• [Your assignment]
Lines with the string "candidate" are to be identified in the listing and copied.

START Data for processing

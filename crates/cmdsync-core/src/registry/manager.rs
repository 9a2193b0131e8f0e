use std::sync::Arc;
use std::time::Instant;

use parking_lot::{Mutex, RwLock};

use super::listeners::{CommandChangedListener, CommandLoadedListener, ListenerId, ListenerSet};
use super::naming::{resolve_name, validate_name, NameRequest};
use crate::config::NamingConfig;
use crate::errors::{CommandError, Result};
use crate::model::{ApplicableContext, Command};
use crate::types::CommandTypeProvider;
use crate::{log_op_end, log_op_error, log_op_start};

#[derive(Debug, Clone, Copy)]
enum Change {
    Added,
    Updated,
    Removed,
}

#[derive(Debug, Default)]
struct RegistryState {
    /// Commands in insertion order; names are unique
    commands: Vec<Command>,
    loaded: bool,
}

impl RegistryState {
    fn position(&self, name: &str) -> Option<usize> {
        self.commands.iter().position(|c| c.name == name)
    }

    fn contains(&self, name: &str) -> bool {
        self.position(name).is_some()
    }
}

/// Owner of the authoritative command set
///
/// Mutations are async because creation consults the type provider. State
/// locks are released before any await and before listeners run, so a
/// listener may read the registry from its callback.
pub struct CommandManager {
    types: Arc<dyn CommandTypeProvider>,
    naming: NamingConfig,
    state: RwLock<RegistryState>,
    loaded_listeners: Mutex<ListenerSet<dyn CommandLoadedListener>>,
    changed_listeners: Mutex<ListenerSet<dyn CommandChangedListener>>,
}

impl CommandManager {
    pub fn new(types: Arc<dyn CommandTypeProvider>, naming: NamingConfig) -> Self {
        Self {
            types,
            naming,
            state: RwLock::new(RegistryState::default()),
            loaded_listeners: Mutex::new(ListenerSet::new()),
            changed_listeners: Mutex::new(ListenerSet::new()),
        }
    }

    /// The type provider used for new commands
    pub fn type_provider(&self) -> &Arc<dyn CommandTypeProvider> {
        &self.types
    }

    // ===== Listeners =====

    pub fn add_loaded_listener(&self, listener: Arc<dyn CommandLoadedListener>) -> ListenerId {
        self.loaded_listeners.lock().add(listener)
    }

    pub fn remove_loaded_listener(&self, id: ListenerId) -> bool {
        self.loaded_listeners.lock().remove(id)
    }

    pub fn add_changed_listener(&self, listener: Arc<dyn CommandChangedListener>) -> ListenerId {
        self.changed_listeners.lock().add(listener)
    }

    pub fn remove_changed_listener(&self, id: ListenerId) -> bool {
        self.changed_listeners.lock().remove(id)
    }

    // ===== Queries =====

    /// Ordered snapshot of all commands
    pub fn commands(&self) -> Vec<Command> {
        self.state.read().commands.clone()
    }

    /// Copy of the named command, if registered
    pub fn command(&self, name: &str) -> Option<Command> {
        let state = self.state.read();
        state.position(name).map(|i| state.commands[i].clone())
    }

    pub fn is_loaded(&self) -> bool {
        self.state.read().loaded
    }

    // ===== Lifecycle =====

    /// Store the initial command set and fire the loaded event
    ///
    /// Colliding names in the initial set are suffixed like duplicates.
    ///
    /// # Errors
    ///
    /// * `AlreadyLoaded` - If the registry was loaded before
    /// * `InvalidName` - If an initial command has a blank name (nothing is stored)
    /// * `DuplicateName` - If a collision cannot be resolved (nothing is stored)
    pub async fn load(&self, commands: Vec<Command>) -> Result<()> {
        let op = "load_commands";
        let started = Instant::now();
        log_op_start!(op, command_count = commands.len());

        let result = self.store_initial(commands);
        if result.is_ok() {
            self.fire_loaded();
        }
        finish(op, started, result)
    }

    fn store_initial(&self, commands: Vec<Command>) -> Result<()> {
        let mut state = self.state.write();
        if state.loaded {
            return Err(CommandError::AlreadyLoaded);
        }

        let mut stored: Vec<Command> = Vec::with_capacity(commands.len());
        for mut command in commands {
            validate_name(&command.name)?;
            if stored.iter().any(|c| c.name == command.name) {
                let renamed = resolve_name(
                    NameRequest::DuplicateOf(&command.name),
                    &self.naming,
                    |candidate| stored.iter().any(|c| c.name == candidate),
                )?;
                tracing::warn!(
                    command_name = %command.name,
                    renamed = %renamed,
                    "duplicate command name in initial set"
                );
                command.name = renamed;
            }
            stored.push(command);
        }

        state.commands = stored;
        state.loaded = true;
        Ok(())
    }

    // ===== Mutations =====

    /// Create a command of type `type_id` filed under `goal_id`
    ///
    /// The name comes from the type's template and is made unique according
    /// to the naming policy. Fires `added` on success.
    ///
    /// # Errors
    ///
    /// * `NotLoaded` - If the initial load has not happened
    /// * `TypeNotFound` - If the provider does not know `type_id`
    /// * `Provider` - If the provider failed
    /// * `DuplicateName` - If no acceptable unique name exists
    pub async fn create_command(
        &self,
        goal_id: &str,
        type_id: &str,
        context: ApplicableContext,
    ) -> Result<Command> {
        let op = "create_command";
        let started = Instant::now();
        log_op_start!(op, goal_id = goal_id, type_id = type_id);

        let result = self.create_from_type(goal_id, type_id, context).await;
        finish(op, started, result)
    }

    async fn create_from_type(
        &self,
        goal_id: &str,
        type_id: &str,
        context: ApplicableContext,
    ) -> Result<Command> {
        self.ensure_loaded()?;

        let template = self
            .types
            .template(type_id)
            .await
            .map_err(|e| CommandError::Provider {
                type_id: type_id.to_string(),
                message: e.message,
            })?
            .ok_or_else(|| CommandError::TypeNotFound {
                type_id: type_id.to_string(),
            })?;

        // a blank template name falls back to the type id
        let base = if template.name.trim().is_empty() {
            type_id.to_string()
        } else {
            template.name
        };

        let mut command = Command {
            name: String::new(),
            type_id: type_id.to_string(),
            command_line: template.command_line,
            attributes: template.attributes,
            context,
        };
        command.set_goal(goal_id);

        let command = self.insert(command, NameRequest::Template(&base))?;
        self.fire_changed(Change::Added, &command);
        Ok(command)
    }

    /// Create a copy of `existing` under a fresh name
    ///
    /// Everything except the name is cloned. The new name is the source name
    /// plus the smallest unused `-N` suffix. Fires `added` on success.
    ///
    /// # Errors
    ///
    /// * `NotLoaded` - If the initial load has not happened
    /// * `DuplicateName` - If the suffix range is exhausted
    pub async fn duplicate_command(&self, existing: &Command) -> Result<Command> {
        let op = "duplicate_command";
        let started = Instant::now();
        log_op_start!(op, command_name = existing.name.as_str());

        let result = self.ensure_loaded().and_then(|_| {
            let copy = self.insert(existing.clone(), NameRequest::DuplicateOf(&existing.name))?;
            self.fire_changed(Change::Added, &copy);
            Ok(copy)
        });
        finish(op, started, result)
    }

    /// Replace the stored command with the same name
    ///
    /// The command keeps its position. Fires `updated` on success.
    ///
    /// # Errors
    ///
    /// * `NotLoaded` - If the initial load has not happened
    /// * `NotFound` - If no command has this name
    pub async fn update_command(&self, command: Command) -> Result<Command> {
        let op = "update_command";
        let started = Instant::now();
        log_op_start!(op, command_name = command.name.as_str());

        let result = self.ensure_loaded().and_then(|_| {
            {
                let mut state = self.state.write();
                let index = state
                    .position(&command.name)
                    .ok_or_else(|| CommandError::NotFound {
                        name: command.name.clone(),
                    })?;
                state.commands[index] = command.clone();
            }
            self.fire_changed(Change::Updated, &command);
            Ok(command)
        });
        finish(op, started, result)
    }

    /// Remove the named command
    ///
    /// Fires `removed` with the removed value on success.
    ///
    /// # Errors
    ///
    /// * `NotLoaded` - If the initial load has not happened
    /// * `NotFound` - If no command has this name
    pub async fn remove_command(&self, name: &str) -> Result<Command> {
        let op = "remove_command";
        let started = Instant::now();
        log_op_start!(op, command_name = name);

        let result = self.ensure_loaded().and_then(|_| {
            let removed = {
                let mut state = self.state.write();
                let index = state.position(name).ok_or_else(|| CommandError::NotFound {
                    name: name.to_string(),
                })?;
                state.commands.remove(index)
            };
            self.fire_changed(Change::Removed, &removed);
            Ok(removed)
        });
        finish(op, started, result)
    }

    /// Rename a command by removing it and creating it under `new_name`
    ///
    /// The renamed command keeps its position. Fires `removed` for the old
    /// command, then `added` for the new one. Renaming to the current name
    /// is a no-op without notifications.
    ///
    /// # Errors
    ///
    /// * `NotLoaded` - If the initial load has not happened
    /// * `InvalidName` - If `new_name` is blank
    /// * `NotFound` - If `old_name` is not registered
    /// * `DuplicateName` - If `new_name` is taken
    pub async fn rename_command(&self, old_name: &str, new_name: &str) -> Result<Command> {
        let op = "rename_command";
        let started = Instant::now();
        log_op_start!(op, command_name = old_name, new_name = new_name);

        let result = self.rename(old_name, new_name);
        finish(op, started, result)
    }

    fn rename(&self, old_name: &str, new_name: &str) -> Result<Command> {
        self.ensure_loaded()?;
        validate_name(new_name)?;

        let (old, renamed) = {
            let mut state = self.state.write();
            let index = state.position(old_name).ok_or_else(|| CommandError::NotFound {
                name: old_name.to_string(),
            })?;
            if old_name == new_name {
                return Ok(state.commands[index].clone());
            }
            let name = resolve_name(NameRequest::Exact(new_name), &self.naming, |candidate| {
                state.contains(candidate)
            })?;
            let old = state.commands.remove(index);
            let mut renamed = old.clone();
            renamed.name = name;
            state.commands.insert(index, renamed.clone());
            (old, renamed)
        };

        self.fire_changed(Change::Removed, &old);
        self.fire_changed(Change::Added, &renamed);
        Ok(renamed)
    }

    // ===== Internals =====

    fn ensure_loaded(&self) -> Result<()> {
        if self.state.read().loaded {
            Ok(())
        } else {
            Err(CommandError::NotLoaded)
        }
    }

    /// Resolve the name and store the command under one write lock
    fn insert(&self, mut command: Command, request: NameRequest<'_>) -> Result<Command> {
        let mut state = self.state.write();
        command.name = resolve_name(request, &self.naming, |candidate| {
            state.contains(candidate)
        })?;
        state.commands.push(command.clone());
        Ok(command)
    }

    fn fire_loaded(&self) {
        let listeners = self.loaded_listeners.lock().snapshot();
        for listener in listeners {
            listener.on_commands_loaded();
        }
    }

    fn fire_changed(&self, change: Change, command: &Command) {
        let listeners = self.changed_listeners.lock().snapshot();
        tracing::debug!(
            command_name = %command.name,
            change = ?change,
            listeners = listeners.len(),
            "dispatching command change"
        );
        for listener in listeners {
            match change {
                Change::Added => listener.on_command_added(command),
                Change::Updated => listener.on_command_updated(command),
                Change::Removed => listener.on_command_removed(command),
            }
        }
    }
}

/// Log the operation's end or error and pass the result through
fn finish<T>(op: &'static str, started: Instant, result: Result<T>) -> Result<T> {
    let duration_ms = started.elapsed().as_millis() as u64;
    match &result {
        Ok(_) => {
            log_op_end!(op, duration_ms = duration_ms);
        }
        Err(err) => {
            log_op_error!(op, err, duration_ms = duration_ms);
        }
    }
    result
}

END Data for processing

• [Solution to this task]
                    |candidate| stored.iter().any(|c| c.name == candidate),
            let name = resolve_name(NameRequest::Exact(new_name), &self.naming, |candidate| {
                state.contains(candidate)
        command.name = resolve_name(request, &self.naming, |candidate| {
            state.contains(candidate)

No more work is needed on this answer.